The hours went by as I double-checked that all my async calls were properly awaited, that I hadn’t accidentally blocked them by calling “.result” at the end of any methods, and so on and so on with all manner of obscure programming lore. This was followed by endless googling on StackOverflow to see if anyone else had a similar problem or could suggest answers.

I tried removing the asynchronous calls; I tried marking all the relevant async calls with ConfigureAwait (False) to help them keep their context straight; I even tried rewriting all the HTTPClient calls in the old-style WebClient mode which allowed me to get rid of the mere idea of anything being asynchronous at all. Sure it’d mess up system performance and make the app seem slower to users, but as the clock edged past 2 AM and all the Fiddler packet traces in the world showed nothing useful, I was willing to try darn near anything to make some progress.

But even rewriting the whole set of web calls to be fully synchronous using the ancient WebClient routines was getting me nowhere. They ran great in the debugger, but immediately returned 404 errors when run without breakpoints set. What the living heck was going on?

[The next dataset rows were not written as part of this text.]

//! Template evaluation.
//!
//! Evaluation never fails: missing parameters read as `null`, and
//! operators applied to values of the wrong type yield `null` or `false`.

use super::{BinaryOp, CompiledTemplate, Expr, Function, Segment, UnaryOp};
use crate::dialect::DialectStrategy;
use crate::params::ParamView;
use serde_json::{Number, Value};
use std::cmp::Ordering;

impl CompiledTemplate {
    /// Render against parameters, escaping through `dialect`.
    pub fn render(&self, params: ParamView<'_>, dialect: &dyn DialectStrategy) -> String {
        let eval = Evaluator { params, dialect };
        let mut sql = String::new();
        for segment in self.segments() {
            match segment {
                Segment::Text(text) => sql.push_str(text),
                Segment::Expr(expr) => sql.push_str(&render_value(&eval.eval(expr))),
            }
        }
        sql
    }
}

/// Text form of a value as it appears in rendered SQL.
pub fn render_value(value: &Value) -> String {
    match value {
        Value::Null => String::new(),
        Value::String(s) => s.clone(),
        Value::Bool(b) => b.to_string(),
        Value::Number(n) => n.to_string(),
        Value::Array(items) => items
            .iter()
            .filter(|v| !v.is_null())
            .map(render_value)
            .collect::<Vec<_>>()
            .join(","),
        Value::Object(_) => value.to_string(),
    }
}

/// `null`, `false`, `0`, `""`, `[]` and `{}` are false.
pub fn is_truthy(value: &Value) -> bool {
    match value {
        Value::Null => false,
        Value::Bool(b) => *b,
        Value::Number(n) => n.as_f64().is_some_and(|f| f != 0.0),
        Value::String(s) => !s.is_empty(),
        Value::Array(a) => !a.is_empty(),
        Value::Object(o) => !o.is_empty(),
    }
}

struct Evaluator<'a> {
    params: ParamView<'a>,
    dialect: &'a dyn DialectStrategy,
}

impl Evaluator<'_> {
    fn eval(&self, expr: &Expr) -> Value {
        match expr {
            Expr::Literal(v) => v.clone(),
            Expr::Var(name) => self.params.get(name).clone(),
            Expr::Member(target, field) => match self.eval(target) {
                Value::Object(mut map) => map.remove(field).unwrap_or(Value::Null),
                _ => Value::Null,
            },
            Expr::Index(target, index) => index_value(self.eval(target), &self.eval(index)),
            Expr::Unary(UnaryOp::Not, e) => Value::Bool(!is_truthy(&self.eval(e))),
            Expr::Unary(UnaryOp::Neg, e) => negate(&self.eval(e)),
            Expr::Binary(BinaryOp::And, l, r) => {
                Value::Bool(is_truthy(&self.eval(l)) && is_truthy(&self.eval(r)))
            }
            Expr::Binary(BinaryOp::Or, l, r) => {
                Value::Bool(is_truthy(&self.eval(l)) || is_truthy(&self.eval(r)))
            }
            Expr::Binary(op, l, r) => binary(*op, &self.eval(l), &self.eval(r)),
            Expr::Conditional {
                cond,
                then,
                otherwise,
            } => {
                if is_truthy(&self.eval(cond)) {
                    self.eval(then)
                } else {
                    self.eval(otherwise)
                }
            }
            Expr::Elvis(value, fallback) => {
                let v = self.eval(value);
                if is_truthy(&v) { v } else { self.eval(fallback) }
            }
            Expr::Call(func, args) => {
                let arg = args.first().map(|a| self.eval(a)).unwrap_or(Value::Null);
                self.call(*func, &arg)
            }
        }
    }

    fn call(&self, func: Function, arg: &Value) -> Value {
        match func {
            Function::Escape => match arg {
                Value::Null => Value::Null,
                Value::String(s) => Value::String(self.dialect.escape_str(s)),
                Value::Array(items) => Value::String(self.join(items)),
                other => Value::String(self.dialect.escape_str(&render_value(other))),
            },
            Function::Join => match arg {
                Value::Null => Value::Null,
                Value::Array(items) => Value::String(self.join(items)),
                other => self.call(Function::Escape, other),
            },
            Function::JoinNumbers => match arg {
                Value::Null => Value::Null,
                Value::Array(items) => Value::String(join_numbers(items)),
                other => Value::String(join_numbers(std::slice::from_ref(other))),
            },
            Function::Size => Value::from(size(arg)),
        }
    }

    fn join(&self, items: &[Value]) -> String {
        let rendered: Vec<Option<String>> = items
            .iter()
            .map(|v| match v {
                Value::Null => None,
                other => Some(render_value(other)),
            })
            .collect();
        let refs: Vec<Option<&str>> = rendered.iter().map(|s| s.as_deref()).collect();
        self.dialect.join_escaped(&refs)
    }
}

fn join_numbers(items: &[Value]) -> String {
    items
        .iter()
        .filter_map(|v| match v {
            Value::Number(n) => Some(n.to_string()),
            Value::String(s) if s.trim().parse::<f64>().is_ok_and(f64::is_finite) => {
                Some(s.trim().to_string())
            }
            _ => None,
        })
        .collect::<Vec<_>>()
        .join(",")
}

fn size(value: &Value) -> usize {
    match value {
        Value::Null => 0,
        Value::String(s) => s.chars().count(),
        Value::Array(a) => a.len(),
        Value::Object(o) => o.len(),
        _ => 1,
    }
}

fn index_value(target: Value, index: &Value) -> Value {
    match (target, index) {
        (Value::Array(mut items), Value::Number(n)) => match n.as_u64() {
            Some(i) if (i as usize) < items.len() => items.swap_remove(i as usize),
            _ => Value::Null,
        },
        (Value::Object(mut map), Value::String(key)) => map.remove(key).unwrap_or(Value::Null),
        _ => Value::Null,
    }
}

fn negate(value: &Value) -> Value {
    match value {
        Value::Number(n) => {
            if let Some(i) = n.as_i64().and_then(i64::checked_neg) {
                Value::from(i)
            } else {
                float(n.as_f64().map(|f| -f))
            }
        }
        _ => Value::Null,
    }
}

fn float(f: Option<f64>) -> Value {
    f.and_then(Number::from_f64)
        .map(Value::Number)
        .unwrap_or(Value::Null)
}

fn binary(op: BinaryOp, l: &Value, r: &Value) -> Value {
    match op {
        BinaryOp::Eq => Value::Bool(loose_eq(l, r)),
        BinaryOp::Ne => Value::Bool(!loose_eq(l, r)),
        BinaryOp::Lt => Value::Bool(compare(l, r) == Some(Ordering::Less)),
        BinaryOp::Le => Value::Bool(matches!(compare(l, r), Some(Ordering::Less | Ordering::Equal))),
        BinaryOp::Gt => Value::Bool(compare(l, r) == Some(Ordering::Greater)),
        BinaryOp::Ge => Value::Bool(matches!(
            compare(l, r),
            Some(Ordering::Greater | Ordering::Equal)
        )),
        BinaryOp::Add => match (l, r) {
            (Value::Number(a), Value::Number(b)) => match (a.as_i64(), b.as_i64()) {
                (Some(x), Some(y)) if x.checked_add(y).is_some() => Value::from(x + y),
                _ => float(a.as_f64().zip(b.as_f64()).map(|(x, y)| x + y)),
            },
            (Value::Null, Value::Null) => Value::Null,
            _ => Value::String(render_value(l) + &render_value(r)),
        },
        BinaryOp::Sub => match (l, r) {
            (Value::Number(a), Value::Number(b)) => match (a.as_i64(), b.as_i64()) {
                (Some(x), Some(y)) if x.checked_sub(y).is_some() => Value::from(x - y),
                _ => float(a.as_f64().zip(b.as_f64()).map(|(x, y)| x - y)),
            },
            _ => Value::Null,
        },
        // short-circuiting forms are handled by the evaluator
        BinaryOp::And => Value::Bool(is_truthy(l) && is_truthy(r)),
        BinaryOp::Or => Value::Bool(is_truthy(l) || is_truthy(r)),
    }
}

fn loose_eq(l: &Value, r: &Value) -> bool {
    match (l, r) {
        (Value::Number(a), Value::Number(b)) => a.as_f64() == b.as_f64(),
        _ => l == r,
    }
}

fn compare(l: &Value, r: &Value) -> Option<Ordering> {
    match (l, r) {
        (Value::Number(a), Value::Number(b)) => a.as_f64()?.partial_cmp(&b.as_f64()?),
        (Value::String(a), Value::String(b)) => Some(a.cmp(b)),
        _ => None,
    }
}

#[cfg(test)]
mod tests {
    use super::*;
    use crate::dialect::{DefaultStrategy, MySqlStrategy};
    use crate::params::Params;
    use crate::template::compile;
    use pretty_assertions::assert_eq;
    use serde_json::json;

    fn render_with(template: &str, params: Value, dialect: &dyn DialectStrategy) -> String {
        let params: Params = serde_json::from_value(params).unwrap();
        compile(template)
            .unwrap()
            .render(ParamView::new(&params), dialect)
    }

    fn render(template: &str, params: Value) -> String {
        render_with(template, params, &DefaultStrategy)
    }

    #[test]
    fn test_text_unchanged() {
        let sql = "SELECT * FROM users WHERE a = 'x' AND b LIKE 'a\\_%'";
        assert_eq!(render(sql, json!({})), sql);
    }

    #[test]
    fn test_substitution() {
        assert_eq!(
            render("SELECT * FROM users WHERE id = $id LIMIT ${limit}", json!({"id": 7, "limit": 10})),
            "SELECT * FROM users WHERE id = 7 LIMIT 10"
        );
    }

    #[test]
    fn test_missing_optional_key() {
        let template = "SELECT * FROM users WHERE 1 = 1${name ? ' AND name = ' + escape(name) : ''}";
        assert_eq!(render(template, json!({})), "SELECT * FROM users WHERE 1 = 1");
        assert_eq!(
            render(template, json!({"name": "O'Brien"})),
            "SELECT * FROM users WHERE 1 = 1 AND name = O''Brien"
        );
    }

    #[test]
    fn test_missing_key_renders_empty() {
        assert_eq!(render("a=[$missing] b=[${x.y.z}]", json!({})), "a=[] b=[]");
    }

    #[test]
    fn test_mysql_escape_in_template() {
        assert_eq!(
            render_with(
                "WHERE name = ${name.escape()}",
                json!({"name": r"O'Br\ien"}),
                &MySqlStrategy
            ),
            r"WHERE name = 'O''Br\\ien'"
        );
    }

    #[test]
    fn test_join_for_in_clause() {
        let params = json!({"names": ["a", null, "b'c"], "ids": [1, null, "2", "x", 3.5]});
        assert_eq!(
            render_with("IN (${join(names)})", params.clone(), &MySqlStrategy),
            "IN ('a','b''c')"
        );
        assert_eq!(render("IN (${join(names)})", params.clone()), "IN (a,b''c)");
        assert_eq!(render("IN (${join_numbers(ids)})", params), "IN (1,2,3.5)");
    }

    #[test]
    fn test_escape_null_stays_null() {
        assert_eq!(
            render_with("[${escape(name)}]", json!({"name": null}), &MySqlStrategy),
            "[]"
        );
        assert_eq!(
            render_with("${escape(name) == null}", json!({}), &MySqlStrategy),
            "true"
        );
    }

    #[test]
    fn test_elvis_and_arithmetic() {
        assert_eq!(render("LIMIT ${limit ?: 10}", json!({})), "LIMIT 10");
        assert_eq!(render("LIMIT ${limit ?: 10}", json!({"limit": 5})), "LIMIT 5");
        assert_eq!(
            render("OFFSET ${(page - 1) + size}", json!({"page": 2, "size": 20})),
            "OFFSET 21"
        );
        assert_eq!(render("${page - 1}", json!({"page": 3})), "2");
        assert_eq!(render("${page - 1}", json!({"page": "3"})), "");
        assert_eq!(render("${-n}", json!({"n": 4})), "-4");
    }

    #[test]
    fn test_comparisons_and_logic() {
        let params = json!({"age": 21, "role": "admin", "flags": []});
        assert_eq!(render("${age >= 18 && role == 'admin'}", params.clone()), "true");
        assert_eq!(render("${age < 18 || !flags}", params.clone()), "true");
        assert_eq!(render("${role != 'admin'}", params.clone()), "false");
        assert_eq!(render("${age == 21.0}", params.clone()), "true");
        assert_eq!(render("${role > 5}", params), "false");
    }

    #[test]
    fn test_member_index_size() {
        let params = json!({"filter": {"ids": [10, 20], "name": "x"}});
        assert_eq!(render("${filter.ids[1]}", params.clone()), "20");
        assert_eq!(render("${filter['name']}", params.clone()), "x");
        assert_eq!(render("${size(filter.ids)}", params.clone()), "2");
        assert_eq!(render("${filter.ids[9]}", params), "");
    }

    #[test]
    fn test_string_concat() {
        assert_eq!(
            render("${'a' + n + null}", json!({"n": 1})),
            "a1"
        );
    }

    #[test]
    fn test_truthiness() {
        assert!(!is_truthy(&json!(null)));
        assert!(!is_truthy(&json!(0)));
        assert!(!is_truthy(&json!("")));
        assert!(!is_truthy(&json!({})));
        assert!(is_truthy(&json!("0")));
        assert!(is_truthy(&json!([0])));
    }
}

So then–as much to make my Fiddler traces make more sense if I had to post the whole thing up on StackOverflow in the hopes that someone smarter than me could figure it out, I decided to move the new routines up to our production server and get a trace of them running there.

And they worked.

Perfectly.

With no debug points set.

Over the next several minutes, many curses were muttered as I leaned on the Ctrl-Z (Undo) key and watched the last several hours of my typing undone, block by block, until I was basically back where I was when I sat down to work tonight. The only real difference was that the code I was using to call the routines was pointing to the real server, running the real version of IIS instead of the IIS Express running on my development system.

And the whole darn thing was working right.

Sooo… what did we learn here? Well, there’s apparently a strange glitch in the behavior of the various web pieces of the Microsoft web client framework which keeps repeated calls to those routines from resolving properly when used on a Microsoft Visual Studio 2017 session on IIS Express. Basically, if you’re going to use the local server to debug, something may not resolve quite as fast as it should when it comes to the web calls, and if your calls start stacking up, you might want to try either slowing down your debugging, or moving some of the critical pieces to their final homes and testing there before you give up.

I also learned a lot of ways not to solve this problem, which has its own sort of value to programmers. And I would up learning about 4 entirely different techniques for making web post calls–all of which blew up in exactly the same way when run at speed on the development system. In a way, that’s what made me suspect that the problem may not have been purely code-related at all.

I also learned that I truly detest Daylight Savings Time. And now at 3:55 am, I am absolutely going to bed.